The Hook and Cod wars were fought between the Hook party, led by Margaret of Hainaut and the Cod party led by her son William. They started in earnest in August 1350, when Delft and most of the Holland cities rebelled against Margaret of Hainaut. The only major cities that held Margaret's side were Dordrecht, and in Zeeland: Zierikzee. At the time Zierikzee, on the island Schouwen rivalled Middelburg. Jan's castle Haamstede Castle was on the same island. Schouwen was a real powerbase for Margaret. On 21 January 1351 Jan and Floris van Haamstede were in Zierikzee and promised to keep Margaret's side.

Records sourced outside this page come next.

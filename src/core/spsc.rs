//! Producer/Consumer handles untuk dua thread
//!
//! Tidak ada Mutex: producer hanya menulis write cursor, consumer hanya
//! menulis read cursor, dan masing-masing membaca cursor lawan dengan
//! Acquire.

use std::ops::Deref;
use std::sync::Arc;

use super::ring_buffer::Ring;

pub(crate) fn split(ring: Ring) -> (Producer, Consumer) {
    let ring = Arc::new(ring);
    (
        Producer {
            ring: Arc::clone(&ring),
        },
        Consumer { ring },
    )
}

/// Sisi tulis. Hanya ada satu per buffer dan tidak bisa di-clone.
pub struct Producer {
    ring: Arc<Ring>,
}

impl Producer {
    /// Lihat [`CircularBuffer::offer`](super::CircularBuffer::offer)
    #[inline(always)]
    pub fn offer(&mut self, data: &[u8]) -> usize {
        // SAFETY: &mut self pada satu-satunya Producer
        unsafe { self.ring.offer(data) }
    }

    /// Free space yang terlihat dari sisi producer. Bisa bertambah kapan
    /// saja karena consumer berjalan paralel.
    #[inline(always)]
    pub fn unused_space(&self) -> usize {
        self.ring.unused_space()
    }

    #[inline(always)]
    pub fn capacity(&self) -> usize {
        self.ring.capacity()
    }
}

/// Sisi baca. Hanya ada satu per buffer.
pub struct Consumer {
    ring: Arc<Ring>,
}

impl Consumer {
    /// Lihat semua data yang sudah dipublish producer tanpa mengonsumsinya.
    ///
    /// Bytes di view tidak bisa ditimpa producer selama view hidup, karena
    /// read cursor baru maju lewat `poll`, yang butuh `&mut self`.
    #[inline(always)]
    pub fn peek(&self) -> Option<&[u8]> {
        // SAFETY: &self pada satu-satunya Consumer
        unsafe { self.ring.peek() }
    }

    /// Ambil `len` bytes dari head.
    ///
    /// Read cursor baru dipublish saat guard di-drop, jadi producer tidak
    /// bisa menimpa bytes yang masih dibaca. Returns `None` kalau kosong
    /// atau `len > used_space()`.
    #[inline(always)]
    pub fn poll(&mut self, len: usize) -> Option<PollGuard<'_>> {
        // SAFETY: &mut self pada satu-satunya Consumer
        let offset = unsafe { self.ring.pollable(len)? };
        Some(PollGuard {
            ring: &self.ring,
            offset,
            len,
        })
    }

    #[inline(always)]
    pub fn used_space(&self) -> usize {
        self.ring.used_space()
    }

    #[inline(always)]
    pub fn is_empty(&self) -> bool {
        self.ring.is_empty()
    }

    #[inline(always)]
    pub fn capacity(&self) -> usize {
        self.ring.capacity()
    }
}

/// View `len` bytes hasil `Consumer::poll`.
///
/// Bytes dikembalikan ke producer saat guard di-drop. Copy keluar apa pun
/// yang perlu disimpan lebih lama.
pub struct PollGuard<'a> {
    ring: &'a Ring,
    offset: usize,
    len: usize,
}

impl Deref for PollGuard<'_> {
    type Target = [u8];

    #[inline(always)]
    fn deref(&self) -> &[u8] {
        // SAFETY: offset/len divalidasi pollable dan belum di-release
        unsafe { self.ring.view(self.offset, self.len) }
    }
}

impl Drop for PollGuard<'_> {
    #[inline(always)]
    fn drop(&mut self) {
        // SAFETY: guard dipinjam dari &mut Consumer
        unsafe { self.ring.release(self.len) }
    }
}

impl std::fmt::Debug for PollGuard<'_> {
    fn fmt(&self, f: &mut std::fmt::Formatter<'_>) -> std::fmt::Result {
        f.debug_struct("PollGuard")
            .field("offset", &self.offset)
            .field("len", &self.len)
            .finish()
    }
}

In January 1351 both the Van Borselen clan and allies and the Van Haamstede family and allies agreed to let Margaret judge the killings of Arnoud van Haamstede and Wolfert the Bastard. On 6 February 1351 she judged the matter. The judgement was in favor of Jan II van Haamstede and his allies. The Van Borselen side had to pay 12,000 pound, the Van Haamstede side 2,000. Jan and Floris were mentioned as: 'Jan van Haamstede and Floris van Haamstede our nephews'. Some others on their side were Sir Roelof die Coc and Sir Rase van Kruiningen.

Shortly after the verdict, the Van Borselen's and Middelburg rebelled, and joined the Cod side. Later in 1351 Margaret's forces then won the Battle of Veere, but lost the Battle of Zwartewaal. Jan's brother Floris fought at Zwartewaal, and was subsequently killed. It is quite possible that Jan was also present in this battle.

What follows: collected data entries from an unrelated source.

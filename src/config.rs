//! Konfigurasi buffer
//!
//! Kapasitas mentah harus kelipatan page size. `BufferConfig` membulatkan
//! ke atas secara default supaya pemanggil bisa memakai angka apa pun.

use crate::core::round_to_page;

/// Default: 64KB
pub const DEFAULT_CAPACITY: usize = 64 * 1024;

#[derive(Debug, Clone, Copy, PartialEq, Eq)]
pub struct BufferConfig {
    /// Kapasitas yang diminta dalam bytes
    pub capacity: usize,
    /// Bulatkan `capacity` ke kelipatan page size
    pub round_to_page: bool,
}

impl Default for BufferConfig {
    fn default() -> Self {
        Self {
            capacity: DEFAULT_CAPACITY,
            round_to_page: true,
        }
    }
}

impl BufferConfig {
    pub fn new() -> Self {
        Self::default()
    }

    pub fn capacity(mut self, capacity: usize) -> Self {
        self.capacity = capacity;
        self
    }

    /// Pakai `capacity` apa adanya; konstruksi gagal kalau tidak sejajar page
    pub fn exact(mut self) -> Self {
        self.round_to_page = false;
        self
    }

    /// Kapasitas yang benar-benar dipakai saat konstruksi
    pub fn resolved_capacity(&self) -> usize {
        if self.round_to_page {
            round_to_page(self.capacity)
        } else {
            self.capacity
        }
    }
}
//! Error types untuk konstruksi buffer
//!
//! Hanya konstruksi yang bisa gagal secara fatal. Pelanggaran kapasitas saat
//! `offer`/`poll` dilaporkan lewat nilai sentinel (`0` / `None`), bukan error.

use std::fmt;
use std::io;

use thiserror::Error;

/// Separuh region mirror yang sedang di-map
#[derive(Debug, Clone, Copy, PartialEq, Eq)]
pub enum Half {
    /// `[base, base + capacity)`
    Lower,
    /// `[base + capacity, base + 2 * capacity)`
    Upper,
}

impl fmt::Display for Half {
    fn fmt(&self, f: &mut fmt::Formatter<'_>) -> fmt::Result {
        match self {
            Half::Lower => f.write_str("lower"),
            Half::Upper => f.write_str("upper"),
        }
    }
}

/// Kegagalan fatal saat membangun mirrored region.
///
/// Ketika error ini dikembalikan, semua resource yang sempat diambil
/// (reservasi address space, mapping, file descriptor) sudah dilepas.
#[derive(Debug, Error)]
pub enum AllocationError {
    #[error("capacity {capacity} must be a non-zero multiple of the page size ({page_size})")]
    InvalidCapacity { capacity: usize, page_size: usize },

    #[error("failed to create backing object: {0}")]
    BackingObject(#[source] io::Error),

    #[error("failed to resize backing object to {capacity} bytes: {source}")]
    Resize {
        capacity: usize,
        #[source]
        source: io::Error,
    },

    #[error("failed to reserve {len} bytes of address space: {source}")]
    Reserve {
        len: usize,
        #[source]
        source: io::Error,
    },

    #[error("failed to map {half} half: {source}")]
    Map {
        half: Half,
        #[source]
        source: io::Error,
    },

    #[error("{half} half mapped at {actual:#x}, expected {expected:#x}")]
    Misplaced {
        half: Half,
        expected: usize,
        actual: usize,
    },
}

After Margaret had lost Zeeland, Jan's estate was sequestered, and Jan banished.

=== Reinstated ===
Jan was included in the peace that William made with Margaret, but had to pay amends.

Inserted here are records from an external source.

// Mesh shader interface discovery
//
// Read-only passes over the source module: which builtins it uses, which
// outputs become varyings, and where each varying lands in a flattened
// per-vertex record of 32-bit words.

use std::collections::HashMap;

use spirv::{BuiltIn, Decoration, ExecutionMode, ExecutionModel, Op, StorageClass};

use super::LowerErrorKind;
use crate::spirv::{Instruction, MutableBytecode, SpirvError, TraverseOrder};

/// Decorations of a module, keyed by target.
#[derive(Debug, Default, Clone)]
pub struct Decorations {
    /// `target -> [decoration, literals...]` for every `OpDecorate`.
    pub targets: HashMap<u32, Vec<Vec<u32>>>,
    /// `(struct, member) -> [decoration, literals...]` for every `OpMemberDecorate`.
    pub members: HashMap<(u32, u32), Vec<Vec<u32>>>,
}

impl Decorations {
    pub fn collect(code: &MutableBytecode) -> Self {
        let mut out = Self::default();
        for inst in code.instructions() {
            if inst.is(Op::Decorate) {
                out.targets
                    .entry(inst.operands[0])
                    .or_default()
                    .push(inst.operands[1..].to_vec());
            } else if inst.is(Op::MemberDecorate) {
                out.members
                    .entry((inst.operands[0], inst.operands[1]))
                    .or_default()
                    .push(inst.operands[2..].to_vec());
            }
        }
        out
    }

    /// Literals of `decoration` on `target`.
    pub fn get(&self, target: u32, decoration: Decoration) -> Option<&[u32]> {
        self.targets
            .get(&target)?
            .iter()
            .find(|d| d[0] == decoration as u32)
            .map(|d| &d[1..])
    }

    pub fn has(&self, target: u32, decoration: Decoration) -> bool {
        self.get(target, decoration).is_some()
    }

    /// Whether any member of struct `target` carries `decoration`.
    pub fn any_member(&self, target: u32, decoration: Decoration) -> bool {
        self.members
            .iter()
            .any(|((s, _), list)| *s == target && list.iter().any(|d| d[0] == decoration as u32))
    }

    pub fn builtin(&self, target: u32) -> Option<u32> {
        self.get(target, Decoration::BuiltIn).map(|lits| lits[0])
    }
}

/// `OpName` strings by target.
pub fn debug_names(code: &MutableBytecode) -> HashMap<u32, String> {
    code.instructions()
        .iter()
        .filter(|inst| inst.is(Op::Name))
        .filter_map(|inst| Some((inst.operands[0], inst.string_at(1)?.0)))
        .collect()
}

/// Variables the source module binds to fixed hardware roles.
#[derive(Debug, Clone, Default, PartialEq, Eq)]
pub struct Builtins {
    pub num_workgroups: Option<u32>,
    pub workgroup_size: Option<u32>,
    pub workgroup_id: Option<u32>,
    pub local_invocation_id: Option<u32>,
    pub local_invocation_index: Option<u32>,
    /// `gl_PrimitiveTriangleIndicesEXT`.
    pub primitive_indices: Option<u32>,
    /// `gl_MeshVerticesEXT`, the implicit per-vertex output block.
    pub per_vertex: Option<u32>,
}

#[derive(Debug, Clone, PartialEq, Eq)]
pub struct EntryPoint {
    pub function: u32,
    pub name: String,
    pub interface: Vec<u32>,
    pub local_size: [u32; 3],
    pub max_vertices: u32,
    pub max_primitives: u32,
}

/// One output of the mesh shader, flattened into the per-vertex record.
#[derive(Debug, Clone, PartialEq, Eq)]
pub struct Varying {
    pub variable: u32,
    /// `ptr<Output, T[max_vertices]>`.
    pub pointer_type: u32,
    /// `T`, the per-vertex type.
    pub element_type: u32,
    pub location: Option<u32>,
    /// First word of this varying inside the per-vertex record.
    pub write_offset: u32,
    /// Scalar leaves of `T`.
    pub leaf_count: u32,
}

#[derive(Debug, Clone, PartialEq, Eq)]
pub struct MeshInterface {
    pub entry: EntryPoint,
    pub builtins: Builtins,
    pub varyings: Vec<Varying>,
    /// Words per vertex: scalar leaves across all varyings.
    pub var_count: u32,
}

impl MeshInterface {
    pub fn varying(&self, variable: u32) -> Option<&Varying> {
        self.varyings.iter().find(|v| v.variable == variable)
    }
}

/// Run both discovery passes.
pub fn analyze(code: &MutableBytecode) -> Result<MeshInterface, LowerErrorKind> {
    let (entry, builtins) = analyze_builtins(code)?;
    let (varyings, var_count) = traverse_varyings(code, &builtins)?;
    log::debug!(
        "entry `{}`: {} varyings, {} words per vertex",
        entry.name,
        varyings.len(),
        var_count
    );
    Ok(MeshInterface {
        entry,
        builtins,
        varyings,
        var_count,
    })
}

fn pointee(code: &MutableBytecode, pointer_type: u32) -> Option<u32> {
    code.find_def(pointer_type)
        .filter(|decl| decl.is(Op::TypePointer))
        .map(|decl| decl.operands[2])
}

fn is_per_vertex_builtin(builtin: u32) -> bool {
    [BuiltIn::Position, BuiltIn::PointSize, BuiltIn::ClipDistance, BuiltIn::CullDistance]
        .iter()
        .any(|b| *b as u32 == builtin)
}

/// Single scan for the mesh entry point, its execution modes and builtins.
pub fn analyze_builtins(code: &MutableBytecode) -> Result<(EntryPoint, Builtins), LowerErrorKind> {
    let decorations = Decorations::collect(code);

    let entries: Vec<(usize, &Instruction)> = code
        .instructions()
        .iter()
        .enumerate()
        .filter(|(_, inst)| inst.is(Op::EntryPoint))
        .collect();
    let mesh = entries
        .iter()
        .find(|(_, inst)| inst.operands[0] == ExecutionModel::MeshEXT as u32);
    let (index, mesh) = match (mesh, entries.first()) {
        (Some(found), _) => *found,
        (None, Some((_, other))) => {
            let name = other.string_at(2).map(|(s, _)| s).unwrap_or_default();
            return Err(LowerErrorKind::NotMeshShader {
                entry: name,
                model: other.operands[0],
            });
        }
        (None, None) => return Err(LowerErrorKind::MissingEntryPoint),
    };

    let function = mesh.operands[1];
    let (name, rest) = mesh
        .string_at(2)
        .ok_or_else(|| SpirvError::UnterminatedString {
            offset: code.word_offset(index),
        })?;
    let mut entry = EntryPoint {
        function,
        name,
        interface: mesh.operands[rest..].to_vec(),
        local_size: [1, 1, 1],
        max_vertices: 0,
        max_primitives: 0,
    };

    let mut triangles = false;
    let mut local_size_seen = false;
    for inst in code.instructions() {
        let is_mode = inst.is(Op::ExecutionMode) || inst.is(Op::ExecutionModeId);
        if !is_mode || inst.operands[0] != function {
            continue;
        }
        let mode = inst.operands[1];
        let lits = &inst.operands[2..];
        if mode == ExecutionMode::LocalSize as u32 {
            entry.local_size = [lits[0], lits[1], lits[2]];
            local_size_seen = true;
        } else if mode == ExecutionMode::LocalSizeId as u32 {
            for (axis, id) in lits.iter().enumerate().take(3) {
                entry.local_size[axis] = code.constant_value(*id).ok_or_else(|| {
                    LowerErrorKind::Unsupported("LocalSizeId with a non-constant operand".into())
                })?;
            }
            local_size_seen = true;
        } else if mode == ExecutionMode::OutputVertices as u32 {
            entry.max_vertices = lits[0];
        } else if mode == ExecutionMode::OutputPrimitivesEXT as u32 {
            entry.max_primitives = lits[0];
        } else if mode == ExecutionMode::OutputTrianglesEXT as u32 {
            triangles = true;
        } else if mode == ExecutionMode::OutputLinesEXT as u32 || mode == ExecutionMode::OutputPoints as u32 {
            return Err(LowerErrorKind::UnsupportedTopology);
        }
    }
    if !triangles {
        return Err(LowerErrorKind::UnsupportedTopology);
    }
    if !local_size_seen {
        log::warn!("entry `{}` declares no workgroup size, assuming 1x1x1", entry.name);
    }

    let mut builtins = Builtins::default();
    for inst in code.instructions() {
        if !inst.is(Op::Variable) {
            continue;
        }
        let var = inst.operands[1];
        let storage = inst.operands[2];
        match decorations.builtin(var) {
            Some(b) if b == BuiltIn::NumWorkgroups as u32 => builtins.num_workgroups = Some(var),
            Some(b) if b == BuiltIn::WorkgroupSize as u32 => builtins.workgroup_size = Some(var),
            Some(b) if b == BuiltIn::WorkgroupId as u32 => builtins.workgroup_id = Some(var),
            Some(b) if b == BuiltIn::LocalInvocationId as u32 => builtins.local_invocation_id = Some(var),
            Some(b) if b == BuiltIn::LocalInvocationIndex as u32 => {
                builtins.local_invocation_index = Some(var)
            }
            Some(b) if b == BuiltIn::PrimitiveTriangleIndicesEXT as u32 => {
                builtins.primitive_indices = Some(var)
            }
            Some(b)
                if b == BuiltIn::PrimitiveLineIndicesEXT as u32
                    || b == BuiltIn::PrimitivePointIndicesEXT as u32 =>
            {
                return Err(LowerErrorKind::UnsupportedTopology)
            }
            _ if storage == StorageClass::Output as u32 => {
                let block = pointee(code, inst.operands[0])
                    .and_then(|arr| code.find_def(arr))
                    .filter(|decl| decl.is(Op::TypeArray))
                    .map(|decl| decl.operands[1]);
                let is_per_vertex = block.is_some_and(|s| {
                    decorations.members.iter().any(|((t, _), list)| {
                        *t == s
                            && list.iter().any(|d| {
                                d[0] == Decoration::BuiltIn as u32 && is_per_vertex_builtin(d[1])
                            })
                    })
                });
                if is_per_vertex {
                    builtins.per_vertex = Some(var);
                }
            }
            _ => {}
        }
    }
    // WorkgroupSize may also decorate a constant rather than a variable.
    if builtins.workgroup_size.is_none() {
        builtins.workgroup_size = decorations
            .targets
            .iter()
            .find(|(_, list)| {
                list.iter().any(|d| {
                    d[0] == Decoration::BuiltIn as u32 && d[1] == BuiltIn::WorkgroupSize as u32
                })
            })
            .map(|(target, _)| *target);
    }

    Ok((entry, builtins))
}

fn check_leaf(code: &MutableBytecode, var: u32, leaf: u32) -> Result<(), LowerErrorKind> {
    let decl = code
        .find_def(leaf)
        .ok_or_else(|| LowerErrorKind::Unsupported(format!("type %{leaf} has no declaration")))?;
    let is_word = (decl.is(Op::TypeInt) || decl.is(Op::TypeFloat)) && decl.operands[1] == 32;
    if is_word {
        Ok(())
    } else {
        Err(LowerErrorKind::Unsupported(format!(
            "output %{var} has a component that is not a 32-bit int or float"
        )))
    }
}

/// Enumerate every module-scope output except the index buffer, assigning
/// consecutive word ranges in declaration order. Returns the varyings and
/// the total words per vertex.
pub fn traverse_varyings(
    code: &MutableBytecode,
    builtins: &Builtins,
) -> Result<(Vec<Varying>, u32), LowerErrorKind> {
    let decorations = Decorations::collect(code);
    let mut varyings = Vec::new();
    let mut write_offset = 0;

    let outputs = code.instructions().iter().filter(|inst| {
        inst.is(Op::Variable)
            && inst.operands[2] == StorageClass::Output as u32
            && Some(inst.operands[1]) != builtins.primitive_indices
    });
    for inst in outputs {
        let var = inst.operands[1];
        let pointer_type = inst.operands[0];
        let array = pointee(code, pointer_type)
            .and_then(|id| code.find_def(id))
            .filter(|decl| decl.is(Op::TypeArray))
            .ok_or_else(|| LowerErrorKind::Unsupported(format!("output %{var} is not arrayed per vertex")))?;
        let element_type = array.operands[1];

        let per_primitive = decorations.has(var, Decoration::PerPrimitiveEXT)
            || decorations.any_member(element_type, Decoration::PerPrimitiveEXT);
        if per_primitive {
            return Err(LowerErrorKind::Unsupported(format!(
                "per-primitive output %{var}"
            )));
        }

        let mut leaves = Vec::new();
        code.traverse_type(element_type, TraverseOrder::Leaves, |node| leaves.push(node.type_id));
        for leaf in &leaves {
            check_leaf(code, var, *leaf)?;
        }
        let leaf_count = leaves.len() as u32;

        log::trace!("varying %{var}: {leaf_count} words at offset {write_offset}");
        varyings.push(Varying {
            variable: var,
            pointer_type,
            element_type,
            location: decorations.get(var, Decoration::Location).map(|l| l[0]),
            write_offset,
            leaf_count,
        });
        write_offset += leaf_count;
    }

    Ok((varyings, write_offset))
}

#[cfg(test)]
mod tests {
    use super::*;
    use crate::spirv::Section;

    #[test]
    fn unterminated_entry_name_is_a_decode_error() {
        let mut code = MutableBytecode::empty(crate::spirv::version(1, 4), 0);
        code.op_capability(spirv::Capability::MeshShadingEXT);
        let at = code.find_section(Section::EntryPoint);
        let name = u32::from_le_bytes(*b"main");
        code.insert(at, Op::EntryPoint, &[ExecutionModel::MeshEXT as u32, 7, name]);

        let err = analyze_builtins(&code).unwrap_err();
        // One Capability instruction (2 words) after the header.
        assert_eq!(err, LowerErrorKind::Spirv(SpirvError::UnterminatedString { offset: 7 }));
    }
}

When Albert became regent of Holland, the tide turned for Jan. On 10 November 1358 Count Albert granted Jan all the lands of Jan van Zuurmond, which used to be that of his brother Floris van Haamstede.

In December 1368 Count Albert made a favorable provision for Jan and his wife after the death of her father Rase van Kruiningen. Out of the dowry of Jan's wife, he granted 2,500 gemets (comparable to acres) of land to their children after their death. In exchange Jan had to pay 2,000 shields.

In 1377 Jan was a witness to the marriage contract between Albert's daughter Catharina and the Duke of Guelders. The witnesses for Zeeland were listed as: Johannes, Dominus de Haemsteden; Wolfardus de Borsele, Dominus de Veer; Francus de Borsele Dominus de Sinte Martensdyck, and lower ranking men.

In 1379 Jan was present at a reconciliation in Middelburg. Here he was listed behind the Lord of Veere.

In May 1386 his son Floris is mentioned, which might indicate that Jan has passed away by 1386.

== Marriage and offspring ==
Jan II was married to a daughter of Rase van Kruiningen.